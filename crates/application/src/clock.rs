use std::sync::Mutex;

use chrono::Duration;
use domain::Timestamp;

pub trait Clock: Send + Sync {
    fn now(&self) -> Timestamp;
}

#[derive(Debug, Default)]
pub struct SystemClock;

impl Clock for SystemClock {
    fn now(&self) -> Timestamp {
        chrono::Utc::now()
    }
}

/// 手动推进的时钟，测试里用来精确控制限流补充和在线过期。
#[derive(Debug)]
pub struct ManualClock {
    now: Mutex<Timestamp>,
}

impl ManualClock {
    pub fn new(start: Timestamp) -> Self {
        Self {
            now: Mutex::new(start),
        }
    }

    pub fn advance(&self, by: Duration) {
        let mut now = self.now.lock().unwrap_or_else(|poisoned| poisoned.into_inner());
        *now += by;
    }
}

impl Default for ManualClock {
    fn default() -> Self {
        Self::new(chrono::Utc::now())
    }
}

impl Clock for ManualClock {
    fn now(&self) -> Timestamp {
        *self.now.lock().unwrap_or_else(|poisoned| poisoned.into_inner())
    }
}
//! 统一配置中心
//!
//! 加载顺序：内置默认值 → 可选 TOML 文件（`CHAT_CONFIG_FILE`）→ `CHAT_` 前缀环境变量，
//! 嵌套字段用 `__` 分隔，例如 `CHAT_RATE_LIMIT__CAPACITY=20`。

use std::time::Duration;

use figment::providers::{Env, Format, Serialized, Toml};
use figment::Figment;
use serde::{Deserialize, Serialize};

/// 全局应用配置
#[derive(Debug, Clone, Default, PartialEq, Serialize, Deserialize)]
#[serde(default)]
pub struct AppConfig {
    pub server: ServerConfig,
    pub database: DatabaseConfig,
    pub jwt: JwtConfig,
    pub rate_limit: RateLimitSettings,
    pub presence: PresenceSettings,
    pub content: ContentSettings,
    pub log: LogConfig,
}

/// 服务器配置
#[derive(Debug, Clone, PartialEq, Serialize, Deserialize)]
#[serde(default)]
pub struct ServerConfig {
    pub host: String,
    pub port: u16,
}

/// 数据库配置；`url` 缺省时使用内存存储
#[derive(Debug, Clone, PartialEq, Serialize, Deserialize)]
#[serde(default)]
pub struct DatabaseConfig {
    pub url: Option<String>,
    pub max_connections: u32,
}

/// JWT配置
#[derive(Debug, Clone, PartialEq, Serialize, Deserialize)]
#[serde(default)]
pub struct JwtConfig {
    pub secret: String,
    pub leeway_seconds: u64,
}

/// 令牌桶限流
#[derive(Debug, Clone, PartialEq, Serialize, Deserialize)]
#[serde(default)]
pub struct RateLimitSettings {
    pub capacity: u32,
    pub refill_per_second: f64,
    pub idle_eviction_seconds: u64,
    pub cleanup_interval_seconds: u64,
}

/// 在线状态清扫与探测
#[derive(Debug, Clone, PartialEq, Serialize, Deserialize)]
#[serde(default)]
pub struct PresenceSettings {
    pub sweep_interval_seconds: u64,
    pub stale_after_seconds: u64,
    pub probe_interval_seconds: u64,
    pub probe_timeout_millis: u64,
    pub online_window_seconds: u64,
}

/// 消息内容过滤
#[derive(Debug, Clone, PartialEq, Serialize, Deserialize)]
#[serde(default)]
pub struct ContentSettings {
    pub max_length: usize,
    pub max_lines: usize,
    pub max_repeated_chars: usize,
    pub banned_terms: Vec<String>,
    pub mask_urls: bool,
    pub trusted_domains: Vec<String>,
    pub mask_token: String,
}

#[derive(Debug, Clone, Default, PartialEq, Serialize, Deserialize)]
#[serde(default)]
pub struct LogConfig {
    /// 输出 JSON 格式日志
    pub json: bool,
}

impl Default for ServerConfig {
    fn default() -> Self {
        Self {
            host: "127.0.0.1".into(),
            port: 8080,
        }
    }
}

impl Default for DatabaseConfig {
    fn default() -> Self {
        Self {
            url: None,
            max_connections: 5,
        }
    }
}

impl Default for JwtConfig {
    fn default() -> Self {
        Self {
            secret: String::new(),
            leeway_seconds: 30,
        }
    }
}

impl Default for RateLimitSettings {
    fn default() -> Self {
        Self {
            capacity: 10,
            refill_per_second: 10.0,
            idle_eviction_seconds: 600,
            cleanup_interval_seconds: 60,
        }
    }
}

impl Default for PresenceSettings {
    fn default() -> Self {
        Self {
            sweep_interval_seconds: 60,
            stale_after_seconds: 120,
            probe_interval_seconds: 30,
            probe_timeout_millis: 2000,
            online_window_seconds: 60,
        }
    }
}

impl Default for ContentSettings {
    fn default() -> Self {
        Self {
            max_length: 2000,
            max_lines: 50,
            max_repeated_chars: 10,
            banned_terms: Vec::new(),
            mask_urls: false,
            trusted_domains: Vec::new(),
            mask_token: "***".into(),
        }
    }
}

impl PresenceSettings {
    pub fn sweep_interval(&self) -> Duration {
        Duration::from_secs(self.sweep_interval_seconds)
    }

    pub fn stale_after(&self) -> Duration {
        Duration::from_secs(self.stale_after_seconds)
    }

    pub fn probe_interval(&self) -> Duration {
        Duration::from_secs(self.probe_interval_seconds)
    }

    pub fn probe_timeout(&self) -> Duration {
        Duration::from_millis(self.probe_timeout_millis)
    }

    pub fn online_window(&self) -> Duration {
        Duration::from_secs(self.online_window_seconds)
    }
}

impl RateLimitSettings {
    pub fn idle_eviction(&self) -> Duration {
        Duration::from_secs(self.idle_eviction_seconds)
    }

    pub fn cleanup_interval(&self) -> Duration {
        Duration::from_secs(self.cleanup_interval_seconds)
    }
}

impl AppConfig {
    /// 按优先级加载并校验：默认值 → 可选文件（CHAT_CONFIG_FILE）→ 环境变量（CHAT_*）
    pub fn load() -> Result<Self, ConfigError> {
        let mut figment = Figment::new().merge(Serialized::defaults(AppConfig::default()));
        if let Ok(path) = std::env::var("CHAT_CONFIG_FILE") {
            figment = figment.merge(Toml::file(path));
        }
        figment = figment.merge(Env::prefixed("CHAT_").ignore(&["config_file"]).split("__"));

        let config: AppConfig = figment.extract().map_err(Box::new)?;
        config.validate()?;
        Ok(config)
    }

    /// 从 TOML 文本解析，缺失字段取默认值
    pub fn from_toml_str(text: &str) -> Result<Self, ConfigError> {
        let config: AppConfig = Figment::new()
            .merge(Serialized::defaults(AppConfig::default()))
            .merge(Toml::string(text))
            .extract()
            .map_err(Box::new)?;
        config.validate()?;
        Ok(config)
    }

    /// 验证配置有效性
    pub fn validate(&self) -> Result<(), ConfigError> {
        // JWT密钥至少256位/32字节
        if self.jwt.secret.len() < 32 {
            return Err(ConfigError::InvalidJwtSecret(
                "JWT secret must be at least 32 characters long".to_string(),
            ));
        }

        if self.database.url.is_some() && self.database.max_connections == 0 {
            return Err(ConfigError::InvalidDatabaseConfig(
                "Max connections must be greater than 0".to_string(),
            ));
        }

        if self.rate_limit.capacity == 0 {
            return Err(ConfigError::InvalidRateLimit(
                "capacity must be greater than 0".to_string(),
            ));
        }
        let refill = self.rate_limit.refill_per_second;
        if refill.is_nan() || refill <= 0.0 {
            return Err(ConfigError::InvalidRateLimit(
                "refill_per_second must be positive".to_string(),
            ));
        }

        if self.presence.online_window_seconds >= self.presence.stale_after_seconds {
            return Err(ConfigError::InvalidPresence(
                "online window must be shorter than the staleness threshold".to_string(),
            ));
        }
        if self.presence.probe_interval_seconds >= self.presence.sweep_interval_seconds {
            return Err(ConfigError::InvalidPresence(
                "probe interval must be shorter than the sweep interval".to_string(),
            ));
        }
        if self.presence.probe_interval_seconds == 0 {
            return Err(ConfigError::InvalidPresence(
                "probe interval must be greater than 0".to_string(),
            ));
        }

        if self.content.max_length == 0 {
            return Err(ConfigError::InvalidContent(
                "max_length must be greater than 0".to_string(),
            ));
        }

        Ok(())
    }

    /// 可以写入日志的配置描述（隐藏密钥和数据库口令）
    pub fn sanitized(&self) -> String {
        let mut redacted = self.clone();
        redacted.jwt.secret = "[REDACTED]".into();
        redacted.database.url = redacted.database.url.as_deref().map(redact_url);
        format!("{redacted:?}")
    }
}

fn redact_url(url: &str) -> String {
    match (url.find("://"), url.rfind('@')) {
        (Some(scheme_end), Some(at)) if at > scheme_end => {
            format!("{}://[REDACTED]{}", &url[..scheme_end], &url[at..])
        }
        _ => url.to_owned(),
    }
}

/// 配置错误类型
#[derive(Debug, thiserror::Error)]
pub enum ConfigError {
    #[error("failed to load configuration: {0}")]
    Load(#[from] Box<figment::Error>),
    #[error("Invalid JWT secret: {0}")]
    InvalidJwtSecret(String),
    #[error("Invalid database configuration: {0}")]
    InvalidDatabaseConfig(String),
    #[error("Invalid rate limit configuration: {0}")]
    InvalidRateLimit(String),
    #[error("Invalid presence configuration: {0}")]
    InvalidPresence(String),
    #[error("Invalid content configuration: {0}")]
    InvalidContent(String),
}
use std::collections::BTreeSet;

use crate::errors::DomainError;
use crate::value_objects::{RoomId, Timestamp, UserId};

/// 聊天室
///
/// 成员集合只能通过 [`ChatRoom::with_members`] 整体替换，调用方再把新集合一次性写回
/// 存储，避免并发邀请时的丢失更新。序号计数器不在这里，由 `RoomSequencer` 持有。
#[derive(Debug, Clone, PartialEq, Eq, serde::Serialize, serde::Deserialize)]
pub struct ChatRoom {
    pub id: RoomId,
    pub name: String,
    pub owner_id: UserId,
    members: BTreeSet<UserId>,
    pub created_at: Timestamp,
    pub updated_at: Timestamp,
}

impl ChatRoom {
    /// 创建房间，创建者总是初始成员。
    pub fn new(
        id: RoomId,
        name: impl Into<String>,
        owner_id: UserId,
        participants: impl IntoIterator<Item = UserId>,
        created_at: Timestamp,
    ) -> Result<Self, DomainError> {
        let name = Self::validate_name(name.into())?;
        let mut members: BTreeSet<UserId> = participants.into_iter().collect();
        members.insert(owner_id);
        Ok(Self {
            id,
            name,
            owner_id,
            members,
            created_at,
            updated_at: created_at,
        })
    }

    /// 从存储中还原房间，校验成员不变量。
    pub fn restore(
        id: RoomId,
        name: String,
        owner_id: UserId,
        members: BTreeSet<UserId>,
        created_at: Timestamp,
        updated_at: Timestamp,
    ) -> Result<Self, DomainError> {
        Self::check_members(owner_id, &members)?;
        Ok(Self {
            id,
            name,
            owner_id,
            members,
            created_at,
            updated_at,
        })
    }

    pub fn members(&self) -> &BTreeSet<UserId> {
        &self.members
    }

    pub fn is_member(&self, user_id: UserId) -> bool {
        self.members.contains(&user_id)
    }

    pub fn is_owner(&self, user_id: UserId) -> bool {
        self.owner_id == user_id
    }

    /// 其他参与者（不含房主）
    pub fn participants_except_owner(&self) -> impl Iterator<Item = UserId> + '_ {
        self.members
            .iter()
            .copied()
            .filter(move |id| *id != self.owner_id)
    }

    /// 生成替换后的成员集合快照。
    pub fn with_members(
        &self,
        members: BTreeSet<UserId>,
        now: Timestamp,
    ) -> Result<Self, DomainError> {
        Self::check_members(self.owner_id, &members)?;
        Ok(Self {
            members,
            updated_at: now,
            ..self.clone()
        })
    }

    /// 在当前成员基础上加入一个成员。
    pub fn with_member_added(&self, user_id: UserId, now: Timestamp) -> Result<Self, DomainError> {
        if self.is_member(user_id) {
            return Err(DomainError::UserAlreadyInRoom);
        }
        let mut members = self.members.clone();
        members.insert(user_id);
        self.with_members(members, now)
    }

    fn check_members(owner_id: UserId, members: &BTreeSet<UserId>) -> Result<(), DomainError> {
        if members.is_empty() {
            return Err(DomainError::MembershipInvariant("member set is empty"));
        }
        if !members.contains(&owner_id) {
            return Err(DomainError::MembershipInvariant("owner is not a member"));
        }
        Ok(())
    }

    fn validate_name(name: String) -> Result<String, DomainError> {
        let trimmed = name.trim();
        if trimmed.is_empty() {
            return Err(DomainError::invalid_argument("roomName", "cannot be empty"));
        }
        if trimmed.chars().count() > 60 {
            return Err(DomainError::invalid_argument("roomName", "too long"));
        }
        Ok(trimmed.to_owned())
    }
}

#[cfg(test)]
mod tests {
    use super::*;
    use chrono::Utc;

    #[test]
    fn creator_is_always_a_member() {
        let owner = UserId::random();
        let room = ChatRoom::new(RoomId::random(), "general", owner, [], Utc::now()).unwrap();
        assert!(room.is_member(owner));
        assert_eq!(room.members().len(), 1);
    }

    #[test]
    fn replacing_members_cannot_drop_the_owner() {
        let owner = UserId::random();
        let guest = UserId::random();
        let room = ChatRoom::new(RoomId::random(), "general", owner, [guest], Utc::now()).unwrap();

        let result = room.with_members(BTreeSet::from([guest]), Utc::now());
        assert!(matches!(result, Err(DomainError::MembershipInvariant(_))));
    }

    #[test]
    fn adding_an_existing_member_is_rejected() {
        let owner = UserId::random();
        let room = ChatRoom::new(RoomId::random(), "general", owner, [], Utc::now()).unwrap();
        assert_eq!(
            room.with_member_added(owner, Utc::now()),
            Err(DomainError::UserAlreadyInRoom)
        );
    }

    #[test]
    fn blank_room_name_is_rejected() {
        let result = ChatRoom::new(RoomId::random(), "  ", UserId::random(), [], Utc::now());
        assert!(result.is_err());
    }
}
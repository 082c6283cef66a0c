//! 实时聊天投递的核心领域模型
//!
//! 包含房间、消息、入群申请等实体，以及会话协议（上行操作、下行信封）。

pub mod chat_room;
pub mod errors;
pub mod events;
pub mod join_request;
pub mod message;
pub mod value_objects;

// 重新导出常用类型
pub use chat_room::ChatRoom;
pub use errors::*;
pub use events::*;
pub use join_request::JoinRequest;
pub use message::Message;
pub use value_objects::*;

◆ WORK TASK:
Starting from the line holding "pub use join_request::JoinRequest;", restate the remaining lines of the data word for word, including the last.

◆ SOLUTION TO THE PROBLEM:
pub use join_request::JoinRequest;
pub use message::Message;
pub use value_objects::*;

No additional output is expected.